West Bengal assembly elections, 2011: Bangaon Dakshin
| Party |  | Candidate | Votes | % | ±% |
|---|---|---|---|---|---|
|  | AITC | Surajit Kumar Biswas | 87,677 | 53.71 |  |
|  | CPI(M) | Anuj Baran Sarkar | 65,788 | 40.30 |  |
|  | BJP | Arun Halder | 5,243 | 3.21 |  |
|  | CPI(ML)L | Himangshu Biswas | 2,561 |  |  |
|  | BSP | Rabindra Nath Biswas | 1,961 |  |  |
| Turnout |  |  | 163,230 | 86.63 |  |
|  | AITC win (new seat) |  |  |  |  |

=== 2009 ===
In the 2009 bye-election caused by the election of sitting MLA, Saugata Roy to the Lok Sabha from Dum Dum, Gopal Seth of All India Trinamool Congress won the Bangaon seat.

In the 2006 bye-election caused by the death of the sitting MLA, Bhupen Seth, Saugato Roy of Trinamool Congress defeated Pankaj Ghosh of CPI(M).
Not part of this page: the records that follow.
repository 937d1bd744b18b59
//! Heading anchors, numbering and table of contents for rendered HTML.
//!
//! The pipeline works on one document at a time:
//! scan → number → inject anchors → render → merge.

mod anchors;
mod generator;
mod heading;
mod merger;
mod numbering;
mod scanner;

use std::error::Error;
use std::fmt;
use std::str::FromStr;

use log::debug;
use serde::{Serialize, Deserialize};

pub use anchors::{anchored_heading_line, inject_anchors};
pub use generator::{render_div, render_list, render_toc};
pub use heading::{anchor, disambiguate_anchors, Heading, MAX_TOC_LEVEL};
pub use merger::merge;
pub use numbering::{number_headings, Counters};
pub use scanner::{parse_heading_line, scan_headings};

/// Placeholder marking where the TOC goes
pub const TOC_MARKER: &str = "%TOC";

/// Rendering style of the table of contents
#[derive(Debug, Clone, Copy, PartialEq, Eq, Default, Serialize, Deserialize)]
#[serde(rename_all = "lowercase")]
pub enum TocStyle {
    /// Flat lines indented with `&nbsp;`, optionally numbered
    #[default]
    Div,
    /// Nested ordered lists
    List,
}

impl fmt::Display for TocStyle {
    fn fmt(&self, f: &mut fmt::Formatter<'_>) -> fmt::Result {
        match self {
            TocStyle::Div => write!(f, "div"),
            TocStyle::List => write!(f, "list"),
        }
    }
}

/// Error returned for an unknown style name
#[derive(Debug, Clone, PartialEq, Eq)]
pub struct ParseTocStyleError(pub String);

impl fmt::Display for ParseTocStyleError {
    fn fmt(&self, f: &mut fmt::Formatter<'_>) -> fmt::Result {
        write!(f, "unknown TOC style '{}' (expected 'div' or 'list')", self.0)
    }
}

impl Error for ParseTocStyleError {}

impl FromStr for TocStyle {
    type Err = ParseTocStyleError;

    fn from_str(s: &str) -> Result<Self, Self::Err> {
        match s.trim().to_lowercase().as_str() {
            "div" => Ok(TocStyle::Div),
            "list" => Ok(TocStyle::List),
            _ => Err(ParseTocStyleError(s.to_string())),
        }
    }
}

/// Options for TOC generation
#[derive(Debug, Clone, PartialEq, Eq, Serialize, Deserialize)]
pub struct TocOptions {
    pub style: TocStyle,
    /// Show heading numbers (div style only)
    pub numbering: bool,
    /// Class of the `<div>` wrapping the TOC
    pub div_class: String,
    /// Suffix repeated anchors with `-2`, `-3`, ...
    pub unique_anchors: bool,
}

impl Default for TocOptions {
    fn default() -> Self {
        Self {
            style: TocStyle::Div,
            numbering: true,
            div_class: "toc".to_string(),
            unique_anchors: false,
        }
    }
}

impl TocOptions {
    pub fn with_style(mut self, style: TocStyle) -> Self {
        self.style = style;
        self
    }

    pub fn with_numbering(mut self, numbering: bool) -> Self {
        self.numbering = numbering;
        self
    }
}

/// Scanned and numbered headings of one HTML document
#[derive(Debug, Clone)]
pub struct TableOfContents {
    lines: Vec<String>,
    headings: Vec<Heading>,
    options: TocOptions,
}

impl TableOfContents {
    pub fn new(html: &str, options: &TocOptions) -> Self {
        let lines: Vec<String> = html.split('\n').map(str::to_string).collect();

        let mut headings = scan_headings(&lines);
        if options.unique_anchors {
            headings = disambiguate_anchors(headings);
        }
        let headings = number_headings(headings);

        debug!(
            "Table of contents: {} heading(s), style {}, numbering {}",
            headings.iter().filter(|h| h.in_toc()).count(),
            options.style,
            options.numbering
        );

        Self {
            lines,
            headings,
            options: options.clone(),
        }
    }

    /// All scanned headings, including levels above 3
    pub fn headings(&self) -> &[Heading] {
        &self.headings
    }

    pub fn options(&self) -> &TocOptions {
        &self.options
    }

    /// Body with heading lines rewritten to carry anchors
    pub fn html_with_anchors(&self) -> String {
        inject_anchors(
            &self.lines,
            &self.headings,
            self.options.style,
            self.options.numbering,
        )
        .join("\n")
    }

    /// TOC fragment wrapped in its container `<div>`
    pub fn table_of_content(&self) -> String {
        render_toc(&self.headings, &self.options)
    }

    /// Anchored body merged with the TOC
    pub fn to_html(&self) -> String {
        merge(&self.table_of_content(), &self.html_with_anchors())
    }

    /// Plain text outline, one indented `number content` line per heading
    pub fn outline(&self) -> String {
        let mut output = String::new();

        for heading in self.headings.iter().filter(|h| h.in_toc()) {
            output.push_str(&"  ".repeat(usize::from(heading.level - 1)));
            if let Some(number) = &heading.number {
                output.push_str(number);
                output.push(' ');
            }
            output.push_str(&heading.content);
            output.push('\n');
        }

        output
    }
}

/// Run the whole pipeline over `html`
pub fn process(html: &str, options: &TocOptions) -> String {
    TableOfContents::new(html, options).to_html()
}

#[cfg(test)]
mod tests {
    use super::*;

    #[test]
    fn test_style_from_str() {
        assert_eq!("div".parse::<TocStyle>(), Ok(TocStyle::Div));
        assert_eq!(" List ".parse::<TocStyle>(), Ok(TocStyle::List));
        assert!("tree".parse::<TocStyle>().is_err());
        assert_eq!(TocStyle::List.to_string(), "list");
    }

    #[test]
    fn test_intro_details_list() {
        let options = TocOptions::default().with_style(TocStyle::List);
        let toc = TableOfContents::new("<h1>Intro</h1>\n<h2>Details</h2>", &options);

        let numbers: Vec<(u8, &str, Option<&str>)> = toc
            .headings()
            .iter()
            .map(|h| (h.level, h.content.as_str(), h.number.as_deref()))
            .collect();
        assert_eq!(numbers, vec![(1, "Intro", Some("1")), (2, "Details", Some("1.1"))]);

        let fragment = toc.table_of_content();
        let intro = fragment.find("Intro").unwrap();
        let details = fragment.find("Details").unwrap();
        let intro_closed = fragment[intro..].find("</li>").unwrap() + intro;
        assert!(details < intro_closed);
        assert!(fragment[intro..details].contains("<ol>"));
    }

    #[test]
    fn test_lone_h3_numbering() {
        let toc = TableOfContents::new("<h3>Edge</h3>", &TocOptions::default());
        assert_eq!(toc.headings()[0].number.as_deref(), Some("0.0.1"));
    }

    #[test]
    fn test_process_prepends_without_marker() {
        let output = process("<h1>Intro</h1>\n<p>text</p>", &TocOptions::default());
        assert_eq!(
            output,
            "<div class=\"toc\" id=\"toc\">\n<a href=\"#intro\">1&nbsp;Intro</a><br/>\n</div>\n\
             \n\
             <h1><a name=\"intro\"></a><span class=\"numbering\">1</span>&nbsp;Intro</h1>\n<p>text</p>"
        );
    }

    #[test]
    fn test_process_replaces_marker() {
        let html = "<h1>Title</h1>\n<p>%TOC</p>\n<h1>One</h1>\n<h2>Two</h2>";
        let options = TocOptions::default().with_style(TocStyle::List);
        let output = process(html, &options);

        assert!(!output.contains(TOC_MARKER));
        assert!(output.starts_with("<h1>Title</h1>\n<p><div class=\"toc\" id=\"toc\">"));
        assert!(output.contains("<h1><a name=\"one\"></a>One</h1>"));
        assert!(!output.contains("href=\"#title\""));
        assert_eq!(output.matches("<div class=\"toc\"").count(), 1);
    }

    #[test]
    fn test_unique_anchors_option() {
        let html = "<h2>Usage</h2>\n<h2>Usage</h2>";
        let plain = process(html, &TocOptions::default());
        assert_eq!(plain.matches("href=\"#usage\"").count(), 2);

        let options = TocOptions {
            unique_anchors: true,
            ..TocOptions::default()
        };
        let unique = process(html, &options);
        assert!(unique.contains("href=\"#usage-2\""));
        assert!(unique.contains("<a name=\"usage-2\"></a>"));
    }

    #[test]
    fn test_trailing_newline_survives() {
        let output = TableOfContents::new("<h1>A</h1>\n", &TocOptions::default()).html_with_anchors();
        assert!(output.ends_with("</h1>\n"));
    }

    #[test]
    fn test_outline() {
        let toc = TableOfContents::new(
            "<h1>Intro</h1>\n<h2>Setup</h2>\n<h4>Deep</h4>",
            &TocOptions::default(),
        );
        assert_eq!(toc.outline(), "1 Intro\n  1.1 Setup\n");
    }
}
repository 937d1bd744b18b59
mod types;
mod loader;
mod defaults;
mod validation;

pub use types::*;
pub use loader::load_config;
pub use validation::validate_config;
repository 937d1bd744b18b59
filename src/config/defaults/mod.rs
pub mod values;

pub use values::*;
pub mod renderer;
pub mod engine;

pub use renderer::{MarkdownRenderer, SyntaxHighlighter};
pub use engine::{create_comrak_options, render_markdown};
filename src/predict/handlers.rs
use axum::{
    extract::{Path, State},
    http::StatusCode,
    response::{IntoResponse, Response},
    Json,
};
use serde::Serialize;
use tracing::error;

use crate::{state::AppState, templates};

#[derive(Serialize)]
struct PredictionPageContext {
    name: String,
    age: String,
    gender: String,
    nationality: String,
}

#[derive(Serialize)]
struct PredictionErrorContext {
    message: &'static str,
}

const GENERIC_PREDICTION_ERROR: &str = "Error fetching predictions. Try again.";

/// Prediction page: all three guesses or the single generic error message,
/// never partial fields.
pub async fn prediction_page(
    State(state): State<AppState>,
    Path(name): Path<String>,
) -> Response {
    match state.predictor.predict(&name).await {
        Ok(prediction) => {
            let ctx = PredictionPageContext {
                age: prediction.age_text(),
                gender: prediction.gender_text().to_string(),
                nationality: prediction.nationality().to_string(),
                name: prediction.name,
            };
            match templates::render("prediction.html", ctx) {
                Ok(html) => html.into_response(),
                Err(err) => err.into_response(),
            }
        }
        Err(err) => {
            error!(%name, error = %err, "prediction aggregation failed");
            let ctx = PredictionErrorContext {
                message: GENERIC_PREDICTION_ERROR,
            };
            match templates::render("prediction_error.html", ctx) {
                Ok(html) => (StatusCode::BAD_GATEWAY, html).into_response(),
                Err(err) => err.into_response(),
            }
        }
    }
}

#[derive(Serialize)]
pub struct PredictResponse {
    pub name: String,
    pub age: Option<u32>,
    pub gender: Option<String>,
    pub nationality: String,
}

pub async fn predict_api(
    State(state): State<AppState>,
    Path(name): Path<String>,
) -> Result<Json<PredictResponse>, (StatusCode, String)> {
    let prediction = state.predictor.predict(&name).await.map_err(|err| {
        error!(%name, error = %err, "prediction aggregation failed");
        (StatusCode::BAD_GATEWAY, "prediction_failed".to_string())
    })?;

    Ok(Json(PredictResponse {
        nationality: prediction.nationality().to_string(),
        name: prediction.name,
        age: prediction.age,
        gender: prediction.gender,
    }))
}
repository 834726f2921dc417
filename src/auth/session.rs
use axum::{
    extract::FromRequestParts,
    http::request::Parts,
    response::Redirect,
};
use axum_extra::extract::cookie::{Cookie, CookieJar};
use axum_extra::typed_header::TypedHeader;
use headers::{authorization::Bearer, Authorization};
use tracing::warn;

use crate::{auth::jwt::decode_session_jwt, model::user::User, state::AppState};

pub const SESSION_COOKIE: &str = "namecast_session";

/// Http-only session cookie carrying the signed token. Validity is bounded
/// by the token's own `exp` claim, so no Max-Age is set.
pub fn session_cookie(token: String) -> Cookie<'static> {
    Cookie::build((SESSION_COOKIE, token))
        .path("/")
        .http_only(true)
        .build()
}

pub fn removal_cookie() -> Cookie<'static> {
    Cookie::build((SESSION_COOKIE, "")).path("/").build()
}

/// Request-scoped session: the logged-in account, loaded from the session
/// cookie (or a Bearer header on API calls). Rejection is a redirect to the
/// login page.
pub struct SessionUser(pub User);

impl FromRequestParts<AppState> for SessionUser {
    type Rejection = Redirect;

    async fn from_request_parts(
        parts: &mut Parts,
        state: &AppState,
    ) -> Result<Self, Self::Rejection> {
        let to_login = || Redirect::to("/login");

        let jar = CookieJar::from_headers(&parts.headers);
        let token = match jar.get(SESSION_COOKIE) {
            Some(cookie) => cookie.value().to_string(),
            None => {
                let TypedHeader(Authorization(bearer)) =
                    TypedHeader::<Authorization<Bearer>>::from_request_parts(parts, state)
                        .await
                        .map_err(|_| to_login())?;
                bearer.token().to_string()
            }
        };

        let claims = decode_session_jwt(&token, &state.jwt_secret).map_err(|_| to_login())?;

        let user = match state.db.load_user(&claims.sub).await {
            Ok(Some(user)) => user,
            Ok(None) => return Err(to_login()),
            Err(err) => {
                warn!(user_id = %claims.sub, error = %err, "session account load failed");
                return Err(to_login());
            }
        };

        Ok(SessionUser(user))
    }
}
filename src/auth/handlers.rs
use axum::{
    extract::{Query, State},
    http::StatusCode,
    response::{Html, IntoResponse, Redirect, Response},
    Form, Json,
};
use axum_extra::extract::cookie::CookieJar;
use serde::{Deserialize, Serialize};
use tracing::error;
use uuid::Uuid;

use crate::{
    auth::authorizer::authorize_credentials,
    auth::jwt::make_session_jwt,
    auth::session::session_cookie,
    auth::types::*,
    auth::utils::hash_password,
    model::user::User,
    state::AppState,
    templates,
};

const LOGIN_ERROR_TARGET: &str = "/login?error=1";

pub async fn api_register_handler(
    State(state): State<AppState>,
    Json(req): Json<RegisterRequest>,
) -> Result<Json<AuthResponse>, (StatusCode, String)> {
    let email = req.email.trim().to_lowercase();

    if email.is_empty() || req.password.is_empty() {
        return Err((
            StatusCode::BAD_REQUEST,
            "email_and_password_required".into(),
        ));
    }

    // Check existing account
    let existing = state
        .db
        .find_user_by_email(&email)
        .await
        .map_err(|e| (StatusCode::INTERNAL_SERVER_ERROR, e.to_string()))?;
    if existing.is_some() {
        return Err((StatusCode::BAD_REQUEST, "email_already_registered".into()));
    }

    // Hash password
    let hash = hash_password(&req.password)
        .map_err(|e| (StatusCode::INTERNAL_SERVER_ERROR, e.to_string()))?;

    // Create account
    let user = User {
        id: Uuid::new_v4().to_string(),
        email: email.clone(),
        name: req.name,
        password_hash: Some(hash),
        created_ts: chrono::Utc::now().timestamp(),
        meta: None,
    };

    state
        .db
        .save_user(&user)
        .await
        .map_err(|e| (StatusCode::INTERNAL_SERVER_ERROR, e.to_string()))?;

    // Issue session token
    let identity = Identity {
        id: user.id.clone(),
        email: email.clone(),
    };
    let jwt = make_session_jwt(&identity, &state.jwt_secret)
        .map_err(|e| (StatusCode::INTERNAL_SERVER_ERROR, e.to_string()))?;

    Ok(Json(AuthResponse {
        jwt,
        user_id: user.id,
        email,
    }))
}

pub async fn api_login_handler(
    State(state): State<AppState>,
    Json(req): Json<LoginRequest>,
) -> Result<Json<AuthResponse>, (StatusCode, String)> {
    let identity = authorize_credentials(&state.db, &req.email, &req.password)
        .await
        .ok_or((StatusCode::UNAUTHORIZED, "invalid_credentials".to_string()))?;

    let jwt = make_session_jwt(&identity, &state.jwt_secret)
        .map_err(|e| (StatusCode::INTERNAL_SERVER_ERROR, e.to_string()))?;

    Ok(Json(AuthResponse {
        jwt,
        user_id: identity.id,
        email: identity.email,
    }))
}

#[derive(Deserialize)]
pub struct LoginPageQuery {
    #[serde(default)]
    pub error: Option<u8>,
}

#[derive(Serialize)]
struct LoginPageContext {
    error: bool,
}

pub async fn login_page(
    Query(query): Query<LoginPageQuery>,
) -> Result<Html<String>, (StatusCode, String)> {
    templates::render(
        "login.html",
        LoginPageContext {
            error: query.error.is_some(),
        },
    )
}

pub async fn login_submit(
    State(state): State<AppState>,
    jar: CookieJar,
    Form(form): Form<LoginForm>,
) -> Response {
    let Some(identity) = authorize_credentials(&state.db, &form.email, &form.password).await
    else {
        return Redirect::to(LOGIN_ERROR_TARGET).into_response();
    };

    match make_session_jwt(&identity, &state.jwt_secret) {
        Ok(token) => {
            let jar = jar.add(session_cookie(token));
            (jar, Redirect::to("/admin")).into_response()
        }
        Err(err) => {
            error!(user_id = %identity.id, error = %err, "failed to mint session token");
            Redirect::to(LOGIN_ERROR_TARGET).into_response()
        }
    }
}
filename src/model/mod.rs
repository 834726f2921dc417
pub mod user;
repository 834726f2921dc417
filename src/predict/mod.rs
pub mod handlers;
pub mod service;
pub mod types;

use axum::{routing::get, Router};

use crate::state::AppState;

pub fn router() -> Router<AppState> {
    Router::new()
        .route("/prediction/{name}", get(handlers::prediction_page))
        .route("/api/predict/{name}", get(handlers::predict_api))
}
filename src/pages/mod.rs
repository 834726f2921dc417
use axum::{
    extract::{Path, Query, State},
    http::StatusCode,
    response::{Html, IntoResponse, Redirect, Response},
    routing::get,
    Form, Router,
};
use axum_extra::extract::cookie::CookieJar;
use percent_encoding::{utf8_percent_encode, AsciiSet, NON_ALPHANUMERIC};
use serde::{Deserialize, Serialize};

use crate::{
    auth::session::{removal_cookie, SessionUser},
    state::AppState,
    templates,
};

const BLOG_SLUGS: &[&str] = &["python", "javascript", "java", "cpp", "cs"];

pub fn router() -> Router<AppState> {
    Router::new()
        .route("/", get(home_page).post(home_submit))
        .route("/blogpost/{slug}", get(blogpost_page))
        .route("/admin", get(admin_page))
        .route("/admin/logout", get(admin_logout))
}

// ============================================================
// HOME: server-side form feeding the prediction page
// ============================================================
#[derive(Deserialize)]
pub struct HomeQuery {
    #[serde(default)]
    pub error: Option<u8>,
}

#[derive(Serialize)]
struct HomeContext {
    error: bool,
}

#[derive(Deserialize)]
pub struct NameForm {
    pub name: String,
}

async fn home_page(Query(query): Query<HomeQuery>) -> Result<Html<String>, (StatusCode, String)> {
    templates::render(
        "home.html",
        HomeContext {
            error: query.error.is_some(),
        },
    )
}

/// Post/Redirect/Get: validate the submitted name and hand off to the
/// prediction page.
async fn home_submit(Form(form): Form<NameForm>) -> Redirect {
    let name = form.name.trim();
    if name.is_empty() {
        return Redirect::to("/?error=1");
    }
    Redirect::to(&format!("/prediction/{}", encode_path_segment(name)))
}

// RFC 3986 unreserved characters stay literal, everything else is escaped.
const PATH_SEGMENT: &AsciiSet = &NON_ALPHANUMERIC
    .remove(b'-')
    .remove(b'_')
    .remove(b'.')
    .remove(b'~');

fn encode_path_segment(raw: &str) -> String {
    utf8_percent_encode(raw, PATH_SEGMENT).to_string()
}

// ============================================================
// DYNAMIC ROUTE DEMO
// ============================================================
#[derive(Serialize)]
struct BlogpostContext {
    slug: String,
    found: bool,
}

async fn blogpost_page(Path(slug): Path<String>) -> Response {
    let found = BLOG_SLUGS.contains(&slug.as_str());
    let status = if found {
        StatusCode::OK
    } else {
        StatusCode::NOT_FOUND
    };

    match templates::render("blogpost.html", BlogpostContext { slug, found }) {
        Ok(html) => (status, html).into_response(),
        Err(err) => err.into_response(),
    }
}

// ============================================================
// ADMIN SHELL (session-gated)
// ============================================================
#[derive(Serialize)]
struct AdminUserRow {
    id: String,
    email: String,
    created: String,
}

#[derive(Serialize)]
struct AdminContext {
    viewer_email: String,
    users: Vec<AdminUserRow>,
}

async fn admin_page(
    State(state): State<AppState>,
    SessionUser(viewer): SessionUser,
) -> Result<Html<String>, Response> {
    let users = state
        .db
        .list_users()
        .await
        .map_err(|e| (StatusCode::INTERNAL_SERVER_ERROR, e.to_string()).into_response())?;

    let rows = users
        .into_iter()
        .map(|user| AdminUserRow {
            id: user.id,
            email: user.email,
            created: chrono::DateTime::from_timestamp(user.created_ts, 0)
                .map(|ts| ts.format("%Y-%m-%d").to_string())
                .unwrap_or_default(),
        })
        .collect();

    templates::render(
        "admin.html",
        AdminContext {
            viewer_email: viewer.email,
            users: rows,
        },
    )
    .map_err(IntoResponse::into_response)
}

async fn admin_logout(jar: CookieJar) -> (CookieJar, Redirect) {
    (jar.remove(removal_cookie()), Redirect::to("/login"))
}

#[cfg(test)]
mod tests {
    use super::{blogpost_page, encode_path_segment};
    use axum::{extract::Path, http::StatusCode};

    #[tokio::test]
    async fn known_slug_renders_post() {
        let response = blogpost_page(Path("python".into())).await;
        assert_eq!(response.status(), StatusCode::OK);
    }

    #[tokio::test]
    async fn unknown_slug_is_not_found() {
        let response = blogpost_page(Path("rust".into())).await;
        assert_eq!(response.status(), StatusCode::NOT_FOUND);
    }

    #[test]
    fn encodes_reserved_path_bytes() {
        assert_eq!(encode_path_segment("alice"), "alice");
        assert_eq!(encode_path_segment("mary-j_a.ne~"), "mary-j_a.ne~");
        assert_eq!(encode_path_segment("mary jane"), "mary%20jane");
        assert_eq!(encode_path_segment("a/b?c"), "a%2Fb%3Fc");
        assert_eq!(encode_path_segment("Łukasz"), "%C5%81ukasz");
    }
}
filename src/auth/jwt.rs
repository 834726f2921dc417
use anyhow::Result;
use jsonwebtoken::{decode, encode, DecodingKey, EncodingKey, Header, Validation};
use serde::{Deserialize, Serialize};

use crate::auth::types::Identity;

pub const SESSION_TTL_SECS: i64 = 60 * 60 * 24 * 30; // 30 days

#[derive(Debug, Serialize, Deserialize)]
pub struct Claims {
    pub sub: String,
    pub email: String,
    pub exp: usize,
}

pub fn make_session_jwt(identity: &Identity, secret: &str) -> Result<String> {
    let exp = (chrono::Utc::now().timestamp() + SESSION_TTL_SECS) as usize;

    let claims = Claims {
        sub: identity.id.clone(),
        email: identity.email.clone(),
        exp,
    };

    let token = encode(
        &Header::default(),
        &claims,
        &EncodingKey::from_secret(secret.as_bytes()),
    )?;
    Ok(token)
}

pub fn decode_session_jwt(token: &str, secret: &str) -> Result<Claims> {
    let data = decode::<Claims>(
        token,
        &DecodingKey::from_secret(secret.as_bytes()),
        &Validation::default(),
    )?;
    Ok(data.claims)
}

#[cfg(test)]
mod tests {
    use super::{decode_session_jwt, make_session_jwt, SESSION_TTL_SECS};
    use crate::auth::types::Identity;

    fn identity() -> Identity {
        Identity {
            id: "u1".into(),
            email: "alice@example.com".into(),
        }
    }

    #[test]
    fn round_trips_identity_claims() {
        let token = make_session_jwt(&identity(), "secret").unwrap();
        let claims = decode_session_jwt(&token, "secret").unwrap();

        assert_eq!(claims.sub, "u1");
        assert_eq!(claims.email, "alice@example.com");
    }

    #[test]
    fn expiry_is_thirty_days_out() {
        let token = make_session_jwt(&identity(), "secret").unwrap();
        let claims = decode_session_jwt(&token, "secret").unwrap();

        let now = chrono::Utc::now().timestamp();
        let exp = claims.exp as i64;
        assert!(exp > now + SESSION_TTL_SECS - 60);
        assert!(exp <= now + SESSION_TTL_SECS + 60);
    }

    #[test]
    fn rejects_wrong_secret() {
        let token = make_session_jwt(&identity(), "secret").unwrap();
        assert!(decode_session_jwt(&token, "other").is_err());
    }
}
use axum::{http::StatusCode, response::Html};
use minijinja::Environment;
use once_cell::sync::Lazy;
use serde::Serialize;
use tracing::error;

static TEMPLATES: Lazy<Environment<'static>> = Lazy::new(|| {
    let mut env = Environment::new();

    let sources: &[(&str, &str)] = &[
        ("base.html", include_str!("../templates/base.html")),
        ("home.html", include_str!("../templates/home.html")),
        ("login.html", include_str!("../templates/login.html")),
        ("admin.html", include_str!("../templates/admin.html")),
        ("blogpost.html", include_str!("../templates/blogpost.html")),
        (
            "prediction.html",
            include_str!("../templates/prediction.html"),
        ),
        (
            "prediction_error.html",
            include_str!("../templates/prediction_error.html"),
        ),
    ];

    for (name, source) in sources {
        env.add_template(name, source)
            .unwrap_or_else(|err| panic!("template {name} failed to load: {err}"));
    }

    env
});

pub fn render(name: &str, ctx: impl Serialize) -> Result<Html<String>, (StatusCode, String)> {
    let template = TEMPLATES
        .get_template(name)
        .map_err(|e| (StatusCode::INTERNAL_SERVER_ERROR, e.to_string()))?;

    match template.render(ctx) {
        Ok(body) => Ok(Html(body)),
        Err(err) => {
            error!(template = name, error = %err, "template rendering failed");
            Err((StatusCode::INTERNAL_SERVER_ERROR, "render_failed".into()))
        }
    }
}

#[cfg(test)]
mod tests {
    use super::render;
    use serde::Serialize;

    #[derive(Serialize)]
    struct Prediction {
        name: String,
        age: String,
        gender: String,
        nationality: String,
    }

    #[test]
    fn renders_prediction_fields() {
        let html = render(
            "prediction.html",
            Prediction {
                name: "Alice".into(),
                age: "32".into(),
                gender: "female".into(),
                nationality: "US".into(),
            },
        )
        .unwrap();

        assert!(html.0.contains("Age: 32"));
        assert!(html.0.contains("Gender: female"));
        assert!(html.0.contains("Nationality: US"));
    }

    #[test]
    fn unknown_template_is_an_error() {
        #[derive(Serialize)]
        struct Empty {}
        assert!(render("nope.html", Empty {}).is_err());
    }
}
In the 2006 state assembly elections, Bhupendranath Seth of All India Trinamool Congress won the Bongaon assembly seat defeating his nearest rival Pankaj Ghosh of CPI(M). Contests in most years were multi cornered but only winners and runners are being mentioned. Pankaj Ghosh of CPI(M) defeated Bhupendranath Seth, Independent and Congress respectively) in 2001 and 1996. Bhupendranath Seth of Congress defeated Ranajit Mitra of CPI(M) in 1991. Ranajit Mitra of CPI(M) defeated Bhupendranath Seth of Congress in 1987. Bhupendranath Seth of Congress defeated Ranajit Mitra of CPI(M) in 1982. Ranajit Mitra of CPI(M) defeated Bhupendranath Seth of Congress in 1977.

=== 1972 ===
Ajit Kumar Ganguly of CPI won in 1972, 1971 and 1969. K.Bhowmick of Congress won in 1967. Jiban Ratan Dhar of Congress won in 1962. In 1957, Bongaon was a joint seat. Ajit Kumar Ganguly of CPI and Manindra Bhusan Biswas of Congress won in 1957. Jiban Ratan Dhar of Congress won in 1951.